Other potentially important mechanisms for estrogen’s antioxidant function relate to osteoblast and osteocyte apoptosis and to immune cell function. (Osteocytes are those cells embedded inside bone that are essential to signaling targeted remodeling of damaged bone, as well as sensing the mechanical loads placed on bone.) Pretreatment of MLO-Y4 osteocyte cells with either 17β-estradiol or selective estrogen receptor modulators (SERMs) prevents osteocyte apoptosis [59]. This suggests that estrogen deficiency may lead to a loss of osteocytes due to an inability to protect against ROS-induced damage. Oxidative stress also impacts osteoblast apoptosis. Aging or loss of androgens or estrogens leads to activation of nuclear factor-κB (NF-κB), and phosphorylation of p66shc, which increases the production of ROS and stimulates apoptosis. Administration of 17β-estradiol effectively inhibits ROS-stimulated activation of NF-κB and p66shc by acting on PKCβ, thereby attenuating osteoblast apoptosis [54]. OVX mice also exhibit an increase in ROS in bone marrow, which enhances the activity of bone marrow dendritic cells that activate T cells, leading to a signaling cascade resulting in bone loss. Bone loss is effectively prevented by supplying either an antioxidant or an inhibitor of the CD80/CD28 pathway, which is involved in T cell activation [60]. Taken together, these studies demonstrate that the loss of estrogen leads to a decreased ability to defend against ROS acting on key bone and immune cells important for maintaining bone integrity.

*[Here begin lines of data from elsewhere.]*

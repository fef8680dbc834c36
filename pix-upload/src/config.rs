use std::path::PathBuf;
use std::time::Duration;

pub const MIN_IDENTIFIER_LEN: usize = 8;
pub const MAX_IDENTIFIER_LEN: usize = 64;

/// Image types accepted by default
pub const DEFAULT_ALLOWED_MIME_TYPES: &[&str] = &[
    "image/jpeg",
    "image/png",
    "image/gif",
    "image/webp",
    "image/bmp",
    "image/tiff",
    "image/avif",
    "image/heif",
    "image/heic",
    "image/vnd.microsoft.icon",
];

/// Upload pipeline limits and tuning
#[derive(Debug, Clone)]
pub struct UploadConfig {
    /// Largest accepted single upload
    pub max_upload_bytes: u64,

    /// Largest accepted batch
    pub max_batch_files: usize,

    /// Items of one batch processed at the same time
    pub batch_concurrency: usize,

    /// Hex characters of the content hash used as identifier
    pub identifier_len: usize,

    pub allowed_mime_types: Vec<String>,

    /// Directory for scratch copies of in-progress uploads
    pub scratch_dir: PathBuf,

    /// Leading bytes kept for content sniffing
    pub sniff_bytes: usize,

    /// Time allowed for a rollback delete, independent of the caller's deadline
    pub compensation_timeout: Duration,
}

impl Default for UploadConfig {
    fn default() -> Self {
        Self {
            max_upload_bytes: 50 * 1024 * 1024,
            max_batch_files: 50,
            batch_concurrency: 4,
            identifier_len: 12,
            allowed_mime_types: DEFAULT_ALLOWED_MIME_TYPES
                .iter()
                .map(|m| m.to_string())
                .collect(),
            scratch_dir: std::env::temp_dir(),
            sniff_bytes: 8192,
            compensation_timeout: Duration::from_secs(30),
        }
    }
}

impl UploadConfig {
    pub fn new() -> Self {
        Self::default()
    }

    pub fn with_max_upload_bytes(mut self, bytes: u64) -> Self {
        self.max_upload_bytes = bytes;
        self
    }

    pub fn with_max_batch_files(mut self, files: usize) -> Self {
        self.max_batch_files = files;
        self
    }

    pub fn with_batch_concurrency(mut self, concurrency: usize) -> Self {
        self.batch_concurrency = concurrency.max(1);
        self
    }

    /// Clamped to `8..=64`
    pub fn with_identifier_len(mut self, len: usize) -> Self {
        self.identifier_len = len.clamp(MIN_IDENTIFIER_LEN, MAX_IDENTIFIER_LEN);
        self
    }

    pub fn with_allowed_mime_types<I, S>(mut self, types: I) -> Self
    where
        I: IntoIterator<Item = S>,
        S: Into<String>,
    {
        self.allowed_mime_types = types.into_iter().map(Into::into).collect();
        self
    }

    pub fn with_scratch_dir(mut self, dir: impl Into<PathBuf>) -> Self {
        self.scratch_dir = dir.into();
        self
    }

    pub fn with_sniff_bytes(mut self, bytes: usize) -> Self {
        self.sniff_bytes = bytes.max(64);
        self
    }

    pub fn with_compensation_timeout(mut self, timeout: Duration) -> Self {
        self.compensation_timeout = timeout;
        self
    }

    pub fn is_allowed(&self, mime: &str) -> bool {
        self.allowed_mime_types.iter().any(|m| m == mime)
    }

    /// Defaults overridden by `PIXRS_MAX_UPLOAD_BYTES`, `PIXRS_MAX_BATCH_FILES`,
    /// `PIXRS_BATCH_CONCURRENCY`, `PIXRS_IDENTIFIER_LEN` and `PIXRS_SCRATCH_DIR`
    pub fn from_env() -> Self {
        let mut config = Self::default();
        if let Some(bytes) = env_parse::<u64>("PIXRS_MAX_UPLOAD_BYTES") {
            config = config.with_max_upload_bytes(bytes);
        }
        if let Some(files) = env_parse::<usize>("PIXRS_MAX_BATCH_FILES") {
            config = config.with_max_batch_files(files);
        }
        if let Some(concurrency) = env_parse::<usize>("PIXRS_BATCH_CONCURRENCY") {
            config = config.with_batch_concurrency(concurrency);
        }
        if let Some(len) = env_parse::<usize>("PIXRS_IDENTIFIER_LEN") {
            config = config.with_identifier_len(len);
        }
        if let Ok(dir) = std::env::var("PIXRS_SCRATCH_DIR") {
            if !dir.trim().is_empty() {
                config = config.with_scratch_dir(dir);
            }
        }
        config
    }
}

fn env_parse<T: std::str::FromStr>(key: &str) -> Option<T> {
    std::env::var(key).ok().and_then(|v| v.trim().parse().ok())
}
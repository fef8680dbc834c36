//! Identifier rules shared by every provider.
//!
//! An identifier is a relative, `/`-separated key. Before any I/O each
//! provider runs [`validate_identifier`], which first normalizes the input
//! (percent-decoding until stable, backslashes to slashes) and only then
//! applies the rules, so `%2e%2e/` and `..\\` are caught the same way as `../`.

use crate::{StorageError, StorageResult};

/// Upper bound on identifier length
pub const MAX_IDENTIFIER_LEN: usize = 1024;

const MAX_DECODE_ROUNDS: usize = 4;

/// Normalize and validate an identifier, returning the form to use for I/O
pub fn validate_identifier(raw: &str) -> StorageResult<String> {
    let normalized = normalize(raw)?;

    if normalized.is_empty() {
        return Err(StorageError::invalid_path(raw, "identifier is empty"));
    }
    if normalized.len() > MAX_IDENTIFIER_LEN {
        return Err(StorageError::invalid_path(raw, "identifier is too long"));
    }
    if normalized.starts_with('/') {
        return Err(StorageError::invalid_path(raw, "absolute paths are not allowed"));
    }
    if let Some(bad) = normalized.chars().find(|c| !is_allowed(*c)) {
        return Err(StorageError::invalid_path(
            raw,
            format!("character {bad:?} is not allowed"),
        ));
    }

    for segment in normalized.split('/') {
        match segment {
            ".." => {
                return Err(StorageError::invalid_path(raw, "parent segments are not allowed"))
            }
            "." => return Err(StorageError::invalid_path(raw, "dot segments are not allowed")),
            "" => return Err(StorageError::invalid_path(raw, "empty path segment")),
            _ => {}
        }
    }

    Ok(normalized)
}

/// Split a validated identifier into its parent segments, outermost first
pub fn parent_segments(identifier: &str) -> Vec<&str> {
    let mut segments: Vec<&str> = identifier.split('/').collect();
    segments.pop();
    segments
}

fn is_allowed(c: char) -> bool {
    c.is_ascii_alphanumeric() || matches!(c, '.' | '_' | '/' | '-')
}

fn normalize(raw: &str) -> StorageResult<String> {
    let mut current = raw.to_string();
    for _ in 0..MAX_DECODE_ROUNDS {
        if !current.contains('%') {
            break;
        }
        let decoded = urlencoding::decode(&current)
            .map_err(|_| StorageError::invalid_path(raw, "invalid percent-encoding"))?
            .into_owned();
        if decoded == current {
            break;
        }
        current = decoded;
    }
    Ok(current.replace('\\', "/"))
}
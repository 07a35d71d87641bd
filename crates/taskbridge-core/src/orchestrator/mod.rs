//! Task Orchestrator - one agent turn per user at a time
//!
//! ## Architecture
//!
//! ```text
//!   accept(user, input) ──▶ run slot (Busy if live) ──▶ spawn driver task
//!
//!   driver:  start_turn ──▶ loop select! {
//!                             cancel token        → CANCELLED
//!                             render flush timer  → flush_if_due
//!                             agent next_event    → dispatch(event) → Step
//!                           }
//!            Step::Interact ──▶ broker.open ──▶ WAITING_* ──▶ await_response
//!                               (timeout → declined)  ──▶ resume ──▶ RUNNING
//! ```
//!
//! Each turn runs in its own task; the only locks it takes are its own
//! user's slots, so users never wait on each other.

mod state;

pub use state::{Step, TaskEvent, TaskRun, TaskState, TaskStatus, TurnReport, dispatch, transition};

use std::collections::HashMap;
use std::sync::Arc;
use std::time::Duration;

use tokio::sync::broadcast;
use tokio::time::Instant;
use tokio_util::sync::CancellationToken;
use tracing::{debug, error, info, warn};

use crate::agent::{AgentBackend, AgentEvent, AgentTurn, ResumeValue, TurnRequest};
use crate::config::InteractionConfig;
use crate::error::{Error, Result};
use crate::interaction::{
    InteractionBroker, InteractionKind, InteractionPrompt, InteractionRequest, InteractionResponse, PlanDecision,
    WaitOutcome,
};
use crate::partition::UserPartition;
use crate::render::{RenderTarget, RenderUpdate, TerminalMark, ToolEvent, UpdateRenderer};
use crate::session::{
    ContinuationHandle, ModeFlags, PersistedSession, SessionRepository, SessionStore, Snapshot, UserId, UserSession,
};

/// Capacity of the turn report channel
const REPORT_CAPACITY: usize = 64;

#[derive(Default)]
struct RunSlot {
    run: Option<TaskRun>,
}

impl RunSlot {
    fn is_live(&self) -> bool {
        self.run.as_ref().is_some_and(|run| !run.state.is_terminal())
    }
}

enum Outcome {
    Completed(Option<ContinuationHandle>),
    Failed(String),
    Cancelled,
}

enum Wake {
    Cancelled,
    Flush,
    Event(Option<Result<AgentEvent>>),
}

/// Runs agent turns and mediates their interactive pauses
pub struct TaskOrchestrator {
    runs: UserPartition<RunSlot>,
    sessions: Arc<SessionStore>,
    broker: Arc<InteractionBroker>,
    renderer: UpdateRenderer,
    agent: Arc<dyn AgentBackend>,
    repository: Option<Arc<dyn SessionRepository>>,
    timeouts: InteractionConfig,
    reports: broadcast::Sender<TurnReport>,
}
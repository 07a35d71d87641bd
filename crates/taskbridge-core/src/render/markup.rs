//! Streaming markdown → chat HTML converter
//!
//! Parsing is done by `pulldown-cmark`; this module only maps its events
//! onto the small tag set chat services accept (`b`, `i`, `s`, `code`,
//! `pre`, `blockquote`). Lists, rules and links become plain text.
//!
//! Output is split into message parts, so a part may start in the middle
//! of a construct (most often a fenced code block). The [`Carry`] left by
//! one part holds the source of the block still open at its end. The next
//! part is parsed with that source in front of it as hidden context: the
//! context itself produces no output, but elements running across the
//! boundary re-open their tags before the first visible content.
//!
//! Because the parser balances every Start with an End, each rendered part
//! is well-formed on its own.

use std::ops::Range;

use pulldown_cmark::{Event, LinkType, Options, Parser, Tag};

use crate::interaction::{InteractionPrompt, InteractionRequest};

/// Appended after a chunk to find out which elements would continue into more text
const SENTINEL: char = 'x';

/// Output flavor
#[derive(Debug, Clone, Copy, PartialEq, Eq)]
pub enum Flavor {
    /// Chat HTML subset, text escaped
    Html,
    /// Markers removed, no tags, no escaping
    Plain,
}

/// A markup construct that can be open across a chunk boundary
#[derive(Debug, Clone, Copy, PartialEq, Eq)]
pub enum Span {
    Bold,
    Italic,
    Strike,
    Code,
    Pre,
    Quote,
    Heading,
}

impl Span {
    fn tag(self) -> &'static str {
        match self {
            Span::Bold | Span::Heading => "b",
            Span::Italic => "i",
            Span::Strike => "s",
            Span::Code => "code",
            Span::Pre => "pre",
            Span::Quote => "blockquote",
        }
    }

    fn of(tag: &Tag<'_>) -> Option<Span> {
        match tag {
            Tag::Strong => Some(Span::Bold),
            Tag::Emphasis => Some(Span::Italic),
            Tag::Strikethrough => Some(Span::Strike),
            Tag::CodeBlock(_) => Some(Span::Pre),
            Tag::BlockQuote(_) => Some(Span::Quote),
            Tag::Heading { .. } => Some(Span::Heading),
            _ => None,
        }
    }
}

/// Parser state carried from one chunk into the next
#[derive(Debug, Clone, Default, PartialEq, Eq)]
pub struct Carry {
    open: Vec<Span>,
    /// Source of the block still open at the end of the chunk
    context: String,
}

impl Carry {
    /// Spans open at the end of the chunk, outermost first
    pub fn open_spans(&self) -> &[Span] {
        &self.open
    }

    pub fn is_clean(&self) -> bool {
        self.open.is_empty() && self.context.is_empty()
    }
}

/// Result of rendering one chunk
#[derive(Debug, Clone, PartialEq, Eq)]
pub struct Rendered {
    pub text: String,
    pub carry: Carry,
}

impl Rendered {
    pub fn len(&self) -> usize {
        self.text.chars().count()
    }

    pub fn is_empty(&self) -> bool {
        self.text.is_empty()
    }
}

fn options() -> Options {
    Options::ENABLE_STRIKETHROUGH | Options::ENABLE_TASKLISTS
}

/// Render a chunk of markdown, starting from the state left by the previous chunk
pub fn render(flavor: Flavor, carry: &Carry, source: &str) -> Rendered {
    Rendered {
        text: render_text(flavor, carry, source),
        carry: carry_after(carry, source),
    }
}

/// Rendered text of a chunk, without working out its carry
pub fn render_text(flavor: Flavor, carry: &Carry, source: &str) -> String {
    let mut doc = String::with_capacity(carry.context.len() + source.len());
    doc.push_str(&carry.context);
    doc.push_str(source);

    let mut writer = Writer::new(flavor, carry.context.len());
    for (event, range) in Parser::new_ext(&doc, options()).into_offset_iter() {
        writer.event(event, range, &doc);
    }
    writer.finish()
}

/// State to resume from after `source` has been rendered on top of `carry`
pub fn carry_after(carry: &Carry, source: &str) -> Carry {
    let mut doc = String::with_capacity(carry.context.len() + source.len() + 1);
    doc.push_str(&carry.context);
    doc.push_str(source);
    let end = doc.len();
    doc.push(SENTINEL);

    // Elements that would swallow more text, outermost first
    let mut running: Vec<(usize, Option<Span>)> = Vec::new();
    for (event, range) in Parser::new_ext(&doc, options()).into_offset_iter() {
        if let Event::Start(tag) = event
            && range.start < end
            && range.end > end
        {
            running.push((range.start, Span::of(&tag)));
        }
    }

    let open: Vec<Span> = running.iter().filter_map(|(_, span)| *span).collect();
    let context = match running.first() {
        Some((start, _)) => {
            let block = &doc[*start..end];
            // A plain paragraph renders the same with or without what came before it
            if open.is_empty() && !block.contains(['*', '_', '~', '`']) {
                String::new()
            } else {
                block.to_string()
            }
        }
        None => String::new(),
    };
    Carry { open, context }
}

The evidence that oxidative stress leads to bone loss and the effect antioxidants exert on reversing this damage could lead to novel concepts for treating bone disorders like osteoporosis. Could a diet high in antioxidants help prevent the increase in ROS seen with aging? Could administration of antioxidants prevent the sharp decline in oxidative defense seen with postmenopausal osteoporosis and, therefore, preserve bone mass or attenuate its decline? In a cross-sectional study of postmenopausal women, Rao et al. [61] demonstrated a strong inverse correlation between serum levels of the antioxidant lycopene (found in tomatoes, red bell peppers, watermelon, and other red fruits and vegetables) with N-telopeptides (NTx), a well-accepted serum marker of bone resorption. There is also strong epidemiological evidence for the beneficial impact of flavonoids, polyphenolic compounds found in many plant foods that have anti-inflammatory and antioxidant properties, on bone health [62]. However, intervention trials provide less definitive conclusions to date.